Prince performs during the Pepsi Halftime Show at Super Bowl XLI on February 4, 2007 at Dolphin Stadium in Miami Gardens, Florida | Jamie Squire/Getty Images
Over the past three decades, the Super Bowl halftime show has become one of the biggest stages in the world for musical acts. The 1990s was when the halftime show became as big of a production as the football game itself, if not bigger, and many performances stand out in viewers' minds years later. For many people, Prince at the Super Bowl in 2007 remains the most legendary halftime show performance to this day.
Not only did Prince show 93 million people around the world why he's a rock icon, but he did it all in a downpour.

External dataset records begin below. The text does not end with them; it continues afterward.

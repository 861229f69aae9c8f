// Copyright (c) Microsoft Corporation.
// Licensed under the MIT License.

//! The exception path: a receive endpoint for traffic that could not be
//! routed anywhere else.
//!
//! The endpoint starts in IRQ mode with a pool of receive buffers posted. On
//! the first notification the drain work switches it to POLL, collects up to
//! a budget of packets, logs and frees them, and posts exactly as many fresh
//! buffers. It keeps rescheduling itself until a poll comes back empty, then
//! returns the endpoint to IRQ mode.

use crate::channel::ChannelState;
use crate::channel::DmaEngine;
use crate::endpoint::Endpoint;
use crate::endpoint::EndpointClient;
use crate::endpoint::EndpointConfig;
use crate::error::DmaError;
use crate::packet::Buffer;
use crate::packet::Packet;
use crate::ring::ChannelId;
use crate::ring::Direction;
use crate::ring::NotifyMode;
use crate::work::ScheduleFlag;
use crate::work::Work;
use crate::work::WorkQueue;
use std::sync::atomic::AtomicU64;
use std::sync::atomic::Ordering;
use std::sync::Arc;
use std::sync::Weak;

/// Exception path statistics.
#[derive(Debug, Clone, Default, PartialEq, Eq)]
pub struct ExceptionStats {
    /// Packets received and discarded.
    pub drained: u64,
    /// Buffers posted to replace drained ones.
    pub replenished: u64,
    /// Drained buffers that could not be reposted.
    pub replenish_failures: u64,
    /// Drain passes, including the final empty one.
    pub polls: u64,
}

#[derive(Default)]
struct Counters {
    drained: AtomicU64,
    replenished: AtomicU64,
    replenish_failures: AtomicU64,
    polls: AtomicU64,
}

struct Drain {
    endpoint: Arc<Endpoint>,
    work_queue: Arc<WorkQueue>,
    scheduled: ScheduleFlag,
    budget: usize,
    buffer_size: usize,
    counters: Counters,
    this: Weak<Drain>,
}

/// Endpoint client that kicks the drain work. Holds the drain weakly since
/// the drain owns the endpoint.
struct DrainClient {
    drain: Weak<Drain>,
}

impl EndpointClient for DrainClient {
    fn rx_ready(&self, _endpoint: &Endpoint) {
        if let Some(drain) = self.drain.upgrade() {
            drain.schedule();
        }
    }
}

impl Drain {
    fn schedule(&self) {
        if let Some(this) = self.this.upgrade() {
            self.scheduled.schedule(&self.work_queue, this);
        }
    }

    fn post(&self, count: usize) -> usize {
        let mut posted = 0;
        for _ in 0..count {
            let packet = Packet::single(Buffer::zeroed(self.buffer_size));
            match self.endpoint.transmit(vec![packet], false) {
                Ok(()) => posted += 1,
                Err(err) => {
                    self.counters
                        .replenish_failures
                        .fetch_add(1, Ordering::Relaxed);
                    tracing::warn!(
                        channel = %self.endpoint.id(),
                        error = &err as &dyn std::error::Error,
                        "failed to replenish exception buffer"
                    );
                }
            }
        }
        if posted > 0 {
            if let Err(err) = self.endpoint.commit() {
                tracing::warn!(
                    channel = %self.endpoint.id(),
                    error = &err as &dyn std::error::Error,
                    "failed to commit exception buffers"
                );
            }
        }
        posted
    }

    fn drain(&self) -> Result<usize, DmaError> {
        let id = self.endpoint.id();
        self.endpoint.set_mode(NotifyMode::Poll)?;
        self.counters.polls.fetch_add(1, Ordering::Relaxed);
        let mut packets = Vec::with_capacity(self.budget);
        let n = self.endpoint.rx_poll(self.budget, &mut packets)?.count();
        if n == 0 {
            self.endpoint.set_mode(NotifyMode::Irq)?;
            return Ok(0);
        }
        for packet in packets {
            let len = packet.actual_len();
            let head = packet
                .buffers()
                .first()
                .map(|b| &b.received()[..b.received().len().min(16)])
                .unwrap_or_default();
            tracing::warn!(
                channel = %id,
                len,
                status = ?packet.status(),
                head = ?head,
                "dropping exception packet"
            );
        }
        self.counters
            .drained
            .fetch_add(n as u64, Ordering::Relaxed);
        let posted = self.post(n);
        self.counters
            .replenished
            .fetch_add(posted as u64, Ordering::Relaxed);
        self.schedule();
        Ok(n)
    }
}

impl Work for Drain {
    fn run(self: Arc<Self>) {
        self.scheduled.clear();
        if let Err(err) = self.drain() {
            tracing::error!(
                channel = %self.endpoint.id(),
                error = &err as &dyn std::error::Error,
                "exception drain failed"
            );
        }
    }
}

/// The exception endpoint and its drain loop.
pub struct ExceptionPath {
    drain: Arc<Drain>,
}

impl ExceptionPath {
    /// Allocates and starts the exception endpoint on `channel` and posts the
    /// initial receive pool.
    pub fn start(engine: &DmaEngine, channel: ChannelId) -> Result<Self, DmaError> {
        let config = engine.config();
        let pool_size = config.exception_pool_size;
        let endpoint = engine.allocate(
            channel,
            EndpointConfig::new(Direction::Destination)
                .exception()
                .with_ring_len(pool_size)
                .with_mode(NotifyMode::Irq),
        )?;
        let drain = Arc::new_cyclic(|this| Drain {
            endpoint: endpoint.clone(),
            work_queue: engine.work_queue().clone(),
            scheduled: ScheduleFlag::default(),
            budget: config.exception_budget,
            buffer_size: config.exception_buffer_size,
            counters: Counters::default(),
            this: this.clone(),
        });
        endpoint.set_client(Arc::new(DrainClient {
            drain: Arc::downgrade(&drain),
        }));

        let result = (|| -> Result<(), DmaError> {
            endpoint.enable()?;
            endpoint.start()?;
            let packets = (0..pool_size)
                .map(|_| Packet::single(Buffer::zeroed(config.exception_buffer_size)))
                .collect();
            endpoint.transmit(packets, true)?;
            Ok(())
        })();
        if let Err(err) = result {
            if let Err(unwind) = endpoint.release() {
                tracing::error!(
                    channel = %channel,
                    error = &unwind as &dyn std::error::Error,
                    "failed to release exception channel"
                );
            }
            return Err(err);
        }
        tracing::info!(channel = %channel, pool_size, "exception path started");
        Ok(Self { drain })
    }

    /// The receive endpoint being drained.
    pub fn endpoint(&self) -> &Arc<Endpoint> {
        &self.drain.endpoint
    }

    /// Runs one drain pass on the calling thread. Returns the number of
    /// packets drained.
    pub fn poll_once(&self) -> Result<usize, DmaError> {
        self.drain.drain()
    }

    /// Returns a snapshot of the counters.
    pub fn stats(&self) -> ExceptionStats {
        let c = &self.drain.counters;
        ExceptionStats {
            drained: c.drained.load(Ordering::Relaxed),
            replenished: c.replenished.load(Ordering::Relaxed),
            replenish_failures: c.replenish_failures.load(Ordering::Relaxed),
            polls: c.polls.load(Ordering::Relaxed),
        }
    }

    /// Disconnects the endpoint, flushes the posted pool and releases the
    /// channel.
    pub fn stop(&self) -> Result<(), DmaError> {
        let endpoint = &self.drain.endpoint;
        if endpoint.lifecycle() == ChannelState::Deallocated {
            return Ok(());
        }
        endpoint.disconnect()?;
        endpoint.release()?;
        tracing::info!(channel = %endpoint.id(), "exception path stopped");
        Ok(())
    }
}

impl Drop for ExceptionPath {
    fn drop(&mut self) {
        if let Err(err) = self.stop() {
            tracing::error!(
                channel = %self.drain.endpoint.id(),
                error = &err as &dyn std::error::Error,
                "failed to stop exception path"
            );
        }
    }
}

It had never rained at a Super Bowl halftime show before
The Super Bowl halftime show every year is a massive production that involves several moving parts and stages, all powered by electricity. So when halftime show production designer Bruce Rodgers looked outside his hotel room window the morning of the Super Bowl, he knew it was going to be a difficult day.
Rodgers has designed many Super Bowl halftime show sets over the years, but never had to deal with a torrential downpour on top of everything else. "It was like a scene from Moby Dick," he said, telling his experience in a documentary by Prince's keyboardist Morris Hayes called World Symphony For Peace. "The winds were blowing the palm trees and the rain was one of those Miami rainstorms that just would not relent."
"We were told 'In 40 years it's never rained at a Super Bowl. Don't worry about it,'" another halftime show producer laughed. For the first time in its nearly 40-year history, rain had come to the Super Bowl.
Prince's Super Bowl halftime show was a huge safety hazard
Because of all the electrical components involved in the Super Bowl, having all those wires and outlets exposed to heavy rain was not safe, to say the least.
"I was just panicked," another show producer said. "Prince was using four separate live electric guitars. The stage was made out of a very slick tile, which, when it got wet, was even more slippery." He worried about Prince's two dancers (along with Prince himself) who were wearing high heels and moving around the slippery stage.
Prince performs at Super Bowl XLI at Dolphin Stadium in Miami | Jeff Haynes/AFP via Getty Images
Prince welcomed the rain
Unsurprisingly, Prince wasn't fazed by the rain at all. In fact, he welcomed the gift from Mother Nature.
Rodgers recalled the phone call that day between Prince and Don Mischer, the director of the halftime show. "Don says, 'Now I want you to know it's raining,' and Prince was like, 'Yes, it's raining.'" When Mischer asked Prince if he would be OK to perform in the rain, he had a classically Prince response: "Can you make it rain harder?"
By the time Prince closed out the show with "Purple Rain," it was clear that the weather only made the performance that much more iconic.